Attention has increasingly focused on circular business models as a way to overcome the waste problem. Circular economy models aim to slow or entirely close resource cycles in the lifespan of a product. Apart from designing clothes that last longer, leading companies are also implementing strategies such as using textile waste to make new marketable products, encouraging and offering free repair services to higher quality garments, and leasing or renting.
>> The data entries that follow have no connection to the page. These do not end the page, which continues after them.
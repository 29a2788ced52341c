//! Editorial Search
//!
//! Category-scoped search over a fixed collection of editorials, with the
//! matches turned into card view models.
//!
//! The pipeline is linear:
//! - `data/`: Loading the immutable editorial collection (JSON)
//! - `search/`: Category parsing and the null-safe substring filter
//! - `render/`: Card view models, label lookup table and output formatters
//! - `handler`: Trigger plumbing (trim, reject empty query, filter, render)
//! - `config`: Environment-driven settings for the CLI host

pub mod config;
pub mod data;
pub mod handler;
pub mod render;
pub mod search;

// Re-export commonly used types
pub use config::{OutputFormat, SearchConfig};
pub use data::{EditorialCollection, EditorialRecord};
pub use handler::{QueryHandler, SearchError, Trigger};
pub use render::{render, CardView, RenderOutcome, ScrollPolicy, StructureBlockView};
pub use search::{filter_records, SearchCategory};
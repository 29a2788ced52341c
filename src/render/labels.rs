//! Structure Section Label Lookup Table
//!
//! Maps structure section keys to their display label and label style class.
//! Keys outside the table are not dropped: the raw key is its own label and
//! the block gets the background style.

/// A known structure section with its display label and CSS class
#[derive(Debug, Clone, Copy, PartialEq, Eq)]
pub struct SectionLabel {
    pub key: &'static str,
    pub label: &'static str,
    pub css_class: &'static str,
}

/// Style class for keys outside the table
pub const FALLBACK_CSS_CLASS: &str = "bg-label";

// ============================================================================
// EMBEDDED LABEL TABLE
// ============================================================================

static SECTION_LABELS: &[SectionLabel] = &[
    SectionLabel { key: "background", label: "배경", css_class: "bg-label" },
    SectionLabel { key: "evidence", label: "근거", css_class: "ev-label" },
    SectionLabel { key: "argument", label: "주장", css_class: "arg-label" },
    SectionLabel { key: "fact", label: "사실", css_class: "fact-label" },
];

// ============================================================================
// LOOKUP FUNCTIONS
// ============================================================================

/// Table entry for a key, `None` for keys outside the table
pub fn lookup(key: &str) -> Option<&'static SectionLabel> {
    SECTION_LABELS.iter().find(|entry| entry.key == key)
}

/// Display label for a structure key.
///
/// # Examples
/// ```
/// use editorial_search::render::labels::section_label;
///
/// assert_eq!(section_label("evidence"), "근거");
/// assert_eq!(section_label("counterpoint"), "counterpoint");
/// ```
pub fn section_label(key: &str) -> &str {
    match lookup(key) {
        Some(entry) => entry.label,
        None => key,
    }
}

/// Label CSS class for a structure key
pub fn section_css_class(key: &str) -> &'static str {
    lookup(key).map_or(FALLBACK_CSS_CLASS, |entry| entry.css_class)
}
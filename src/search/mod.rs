//! Search over the editorial collection
//!
//! - `category`: Raw selector value -> field scope
//! - `filter`: Stable, null-safe substring filter

pub mod category;
pub mod filter;

pub use category::{SearchCategory, STRUCTURE_PREFIX};
pub use filter::{filter_records, matches_record};
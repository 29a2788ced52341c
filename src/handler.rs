//! Query Handler
//!
//! Trigger plumbing between the host and the pipeline: read the query and
//! category, reject an empty query, then filter and render.
//!
//! Only an explicit confirm (button or Enter key) runs a search. Changing the
//! category alone does not refresh results.

use thiserror::Error;

use crate::data::EditorialCollection;
use crate::render::{render, RenderOutcome};
use crate::search::{filter_records, SearchCategory};

/// Key that confirms a search from the query input
pub const CONFIRM_KEY: &str = "Enter";

/// User-facing search errors
#[derive(Debug, Clone, PartialEq, Eq, Error)]
pub enum SearchError {
    /// Confirmed with an empty (or whitespace-only) query
    #[error("검색어를 입력해주세요.")]
    EmptyQuery,
}

/// Events a host can forward to the handler
#[derive(Debug, Clone, PartialEq, Eq)]
pub enum Trigger {
    /// Search button activated
    ConfirmButton,
    /// Key pressed in the query input (`KeyboardEvent.key` style name)
    KeyPress(String),
    /// Category selector changed
    CategoryChanged,
}

impl Trigger {
    /// Whether this trigger runs a search
    pub fn confirms(&self) -> bool {
        match self {
            Trigger::ConfirmButton => true,
            Trigger::KeyPress(key) => key == CONFIRM_KEY,
            Trigger::CategoryChanged => false,
        }
    }
}

/// Runs searches against one loaded collection
#[derive(Debug, Clone, Copy)]
pub struct QueryHandler<'a> {
    collection: &'a EditorialCollection,
}

impl<'a> QueryHandler<'a> {
    pub fn new(collection: &'a EditorialCollection) -> Self {
        Self { collection }
    }

    pub fn collection(&self) -> &'a EditorialCollection {
        self.collection
    }

    /// Search with the current input values.
    ///
    /// The query is trimmed first; an empty query is rejected before any
    /// filtering happens.
    pub fn handle_search(&self, raw_query: &str, raw_category: &str) -> Result<RenderOutcome, SearchError> {
        let query = raw_query.trim();
        if query.is_empty() {
            return Err(SearchError::EmptyQuery);
        }

        let category = SearchCategory::parse(raw_category);
        if !category.is_recognized() {
            tracing::warn!("Unrecognized search category '{}', no records will match", raw_category);
        }

        let results = filter_records(query, &category, self.collection.records());
        Ok(render(&results))
    }

    /// Dispatch a host event. Returns `Ok(None)` for triggers that do not
    /// search.
    pub fn handle_trigger(
        &self,
        trigger: &Trigger,
        raw_query: &str,
        raw_category: &str,
    ) -> Result<Option<RenderOutcome>, SearchError> {
        if !trigger.confirms() {
            return Ok(None);
        }
        self.handle_search(raw_query, raw_category).map(Some)
    }
}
For my thesis at the University of Groningen in 2019/2020, I sought to understand how companies in the apparel industry can harness the potential of circular business models, and manage the challenges. I interviewed 8 different fashion/apparel companies across Europe and North America that either already had an established circular model or were at the early stage of implementing one. This included established leaders like Patagonia, Eileen Fisher and MUD Jeans, alongside aspiring circular brands like Jack Wolfskin, Reebok and Nike.

Rental or recommerce?

The two most common circular business models are rental and recommerce. Rental models are about facilitating access over ownership, and can also vary. Standard rental is most common in the luxury segment, and involves renting products that are normally expensive at a more accessible price for short periods of time. In this way, they are similar to traditional suit hire companies for weddings or university graduations. The other main version of rental is the subscription model. This model has been growing in popularity, with growth rates of over 100% in the 5 years prior to 2019. This model is similar to rental in that it emphasises access over ownership, yet differs in that it centers on monthly payments and longer use periods.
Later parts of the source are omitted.